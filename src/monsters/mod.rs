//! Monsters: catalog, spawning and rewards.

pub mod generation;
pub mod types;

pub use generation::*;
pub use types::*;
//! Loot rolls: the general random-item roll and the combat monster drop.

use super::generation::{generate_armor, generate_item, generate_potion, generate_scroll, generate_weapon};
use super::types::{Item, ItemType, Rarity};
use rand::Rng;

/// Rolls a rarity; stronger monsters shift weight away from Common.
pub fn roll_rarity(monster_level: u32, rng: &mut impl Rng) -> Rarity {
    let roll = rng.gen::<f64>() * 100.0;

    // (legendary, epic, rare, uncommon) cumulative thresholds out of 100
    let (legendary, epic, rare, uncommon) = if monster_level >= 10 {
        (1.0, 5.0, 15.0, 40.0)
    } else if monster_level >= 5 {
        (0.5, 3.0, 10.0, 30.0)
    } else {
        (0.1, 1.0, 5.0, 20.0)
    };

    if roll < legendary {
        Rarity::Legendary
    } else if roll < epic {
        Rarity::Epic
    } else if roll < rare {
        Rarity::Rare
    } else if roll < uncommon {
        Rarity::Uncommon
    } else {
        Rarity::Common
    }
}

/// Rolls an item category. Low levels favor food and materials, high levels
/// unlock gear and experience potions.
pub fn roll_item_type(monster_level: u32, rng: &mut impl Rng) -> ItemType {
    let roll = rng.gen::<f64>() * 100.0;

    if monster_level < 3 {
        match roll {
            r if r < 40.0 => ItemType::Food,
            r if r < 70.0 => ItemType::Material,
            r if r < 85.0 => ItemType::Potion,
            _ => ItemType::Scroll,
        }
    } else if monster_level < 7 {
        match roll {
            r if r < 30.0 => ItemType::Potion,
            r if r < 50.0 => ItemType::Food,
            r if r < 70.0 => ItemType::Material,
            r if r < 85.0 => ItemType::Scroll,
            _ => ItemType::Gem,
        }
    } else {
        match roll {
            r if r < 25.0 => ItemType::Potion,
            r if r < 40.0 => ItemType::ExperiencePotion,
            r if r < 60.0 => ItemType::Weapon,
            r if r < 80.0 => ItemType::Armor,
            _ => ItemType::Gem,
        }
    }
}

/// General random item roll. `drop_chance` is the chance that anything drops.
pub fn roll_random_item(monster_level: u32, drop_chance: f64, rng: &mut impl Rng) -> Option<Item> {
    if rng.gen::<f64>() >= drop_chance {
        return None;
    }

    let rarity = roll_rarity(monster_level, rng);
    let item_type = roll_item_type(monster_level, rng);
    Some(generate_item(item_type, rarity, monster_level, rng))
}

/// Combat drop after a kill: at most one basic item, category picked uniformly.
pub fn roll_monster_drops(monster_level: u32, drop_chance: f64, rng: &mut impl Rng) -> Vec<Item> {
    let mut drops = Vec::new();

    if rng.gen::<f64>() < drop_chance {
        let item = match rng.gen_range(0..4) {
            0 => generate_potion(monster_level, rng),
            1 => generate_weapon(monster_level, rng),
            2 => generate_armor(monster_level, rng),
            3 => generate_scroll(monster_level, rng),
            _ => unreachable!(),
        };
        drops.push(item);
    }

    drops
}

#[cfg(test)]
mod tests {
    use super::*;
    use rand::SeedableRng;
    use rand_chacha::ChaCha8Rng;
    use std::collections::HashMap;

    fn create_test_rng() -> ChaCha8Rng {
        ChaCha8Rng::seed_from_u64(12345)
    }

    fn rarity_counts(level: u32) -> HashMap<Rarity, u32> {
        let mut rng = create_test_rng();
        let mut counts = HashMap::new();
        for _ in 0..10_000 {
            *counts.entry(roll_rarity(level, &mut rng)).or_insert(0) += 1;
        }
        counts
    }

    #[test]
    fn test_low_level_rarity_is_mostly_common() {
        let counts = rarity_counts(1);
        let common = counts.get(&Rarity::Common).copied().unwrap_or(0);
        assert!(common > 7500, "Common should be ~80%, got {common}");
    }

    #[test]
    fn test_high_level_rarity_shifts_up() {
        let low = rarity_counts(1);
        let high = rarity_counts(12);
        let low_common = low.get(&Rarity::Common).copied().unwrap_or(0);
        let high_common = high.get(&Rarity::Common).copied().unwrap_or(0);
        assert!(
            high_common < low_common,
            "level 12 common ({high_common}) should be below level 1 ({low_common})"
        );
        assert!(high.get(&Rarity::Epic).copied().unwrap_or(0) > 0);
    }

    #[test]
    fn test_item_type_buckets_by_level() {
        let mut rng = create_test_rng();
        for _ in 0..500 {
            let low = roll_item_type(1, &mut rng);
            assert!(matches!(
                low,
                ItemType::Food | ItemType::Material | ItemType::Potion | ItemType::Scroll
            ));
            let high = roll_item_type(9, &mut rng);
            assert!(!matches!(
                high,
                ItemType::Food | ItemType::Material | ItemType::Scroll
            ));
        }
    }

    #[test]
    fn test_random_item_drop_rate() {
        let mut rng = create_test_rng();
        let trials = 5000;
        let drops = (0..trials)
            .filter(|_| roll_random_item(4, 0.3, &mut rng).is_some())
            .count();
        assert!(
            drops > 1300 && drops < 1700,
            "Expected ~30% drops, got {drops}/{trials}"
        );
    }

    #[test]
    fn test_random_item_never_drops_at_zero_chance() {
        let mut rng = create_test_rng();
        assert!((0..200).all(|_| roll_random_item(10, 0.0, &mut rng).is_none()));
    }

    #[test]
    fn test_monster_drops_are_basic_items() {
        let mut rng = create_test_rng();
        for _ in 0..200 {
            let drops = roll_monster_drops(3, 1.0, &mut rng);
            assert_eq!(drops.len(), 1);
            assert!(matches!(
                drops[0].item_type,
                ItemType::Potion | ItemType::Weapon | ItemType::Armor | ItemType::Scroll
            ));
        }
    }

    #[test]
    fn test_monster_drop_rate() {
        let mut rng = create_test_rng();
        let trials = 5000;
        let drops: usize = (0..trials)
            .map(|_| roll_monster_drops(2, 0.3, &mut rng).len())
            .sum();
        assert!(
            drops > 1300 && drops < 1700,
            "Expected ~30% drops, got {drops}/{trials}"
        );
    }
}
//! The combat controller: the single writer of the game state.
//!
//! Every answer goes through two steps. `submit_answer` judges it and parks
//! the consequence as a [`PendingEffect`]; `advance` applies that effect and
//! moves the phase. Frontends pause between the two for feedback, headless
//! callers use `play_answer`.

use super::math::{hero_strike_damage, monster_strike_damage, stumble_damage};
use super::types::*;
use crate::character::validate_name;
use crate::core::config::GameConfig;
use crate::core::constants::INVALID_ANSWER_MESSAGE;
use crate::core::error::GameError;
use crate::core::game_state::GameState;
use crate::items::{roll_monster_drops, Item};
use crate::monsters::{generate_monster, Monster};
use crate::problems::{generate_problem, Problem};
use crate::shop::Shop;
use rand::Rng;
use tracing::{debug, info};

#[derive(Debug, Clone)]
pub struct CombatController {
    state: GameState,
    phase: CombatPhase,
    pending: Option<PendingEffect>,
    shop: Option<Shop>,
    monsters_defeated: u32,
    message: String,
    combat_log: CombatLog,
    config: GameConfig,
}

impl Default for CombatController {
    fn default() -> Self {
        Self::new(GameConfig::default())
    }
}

※

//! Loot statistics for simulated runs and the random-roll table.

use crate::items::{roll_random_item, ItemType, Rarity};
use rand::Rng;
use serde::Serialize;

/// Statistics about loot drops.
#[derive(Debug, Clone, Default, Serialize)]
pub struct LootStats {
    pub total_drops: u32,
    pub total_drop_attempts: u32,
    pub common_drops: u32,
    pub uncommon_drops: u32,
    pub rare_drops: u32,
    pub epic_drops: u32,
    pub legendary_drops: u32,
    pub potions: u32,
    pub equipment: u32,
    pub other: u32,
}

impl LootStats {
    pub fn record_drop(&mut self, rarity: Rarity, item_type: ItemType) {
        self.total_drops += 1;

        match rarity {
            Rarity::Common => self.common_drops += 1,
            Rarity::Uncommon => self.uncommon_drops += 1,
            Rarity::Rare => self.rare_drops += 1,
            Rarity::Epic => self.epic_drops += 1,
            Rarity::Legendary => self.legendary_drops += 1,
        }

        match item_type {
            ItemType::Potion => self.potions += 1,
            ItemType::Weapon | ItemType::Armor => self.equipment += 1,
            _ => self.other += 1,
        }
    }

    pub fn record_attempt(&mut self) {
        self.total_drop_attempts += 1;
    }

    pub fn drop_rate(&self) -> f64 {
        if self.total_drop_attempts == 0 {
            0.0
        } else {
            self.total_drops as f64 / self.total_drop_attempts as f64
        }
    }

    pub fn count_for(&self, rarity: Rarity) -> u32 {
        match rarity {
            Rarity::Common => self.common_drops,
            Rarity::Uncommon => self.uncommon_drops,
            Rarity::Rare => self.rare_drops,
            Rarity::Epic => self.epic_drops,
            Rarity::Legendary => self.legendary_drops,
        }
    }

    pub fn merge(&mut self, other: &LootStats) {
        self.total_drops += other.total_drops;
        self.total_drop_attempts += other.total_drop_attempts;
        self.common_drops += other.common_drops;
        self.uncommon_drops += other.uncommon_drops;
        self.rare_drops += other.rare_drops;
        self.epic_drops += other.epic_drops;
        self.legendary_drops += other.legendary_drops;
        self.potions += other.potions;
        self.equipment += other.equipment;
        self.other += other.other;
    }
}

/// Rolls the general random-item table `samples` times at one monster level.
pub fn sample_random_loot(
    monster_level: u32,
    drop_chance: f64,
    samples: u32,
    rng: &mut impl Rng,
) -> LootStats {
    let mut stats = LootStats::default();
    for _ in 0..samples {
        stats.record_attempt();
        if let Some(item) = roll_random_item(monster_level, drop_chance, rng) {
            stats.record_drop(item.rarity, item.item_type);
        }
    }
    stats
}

※

All that belongs in the answer is the run of lines above from the line containing "filename src/monsters/mod.rs" through the line containing "combat monster drop.", exactly as written.

Expected output:
filename src/monsters/mod.rs
//! Monsters: catalog, spawning and rewards.

pub mod generation;
pub mod types;

pub use generation::*;
pub use types::*;
//! Loot rolls: the general random-item roll and the combat monster drop.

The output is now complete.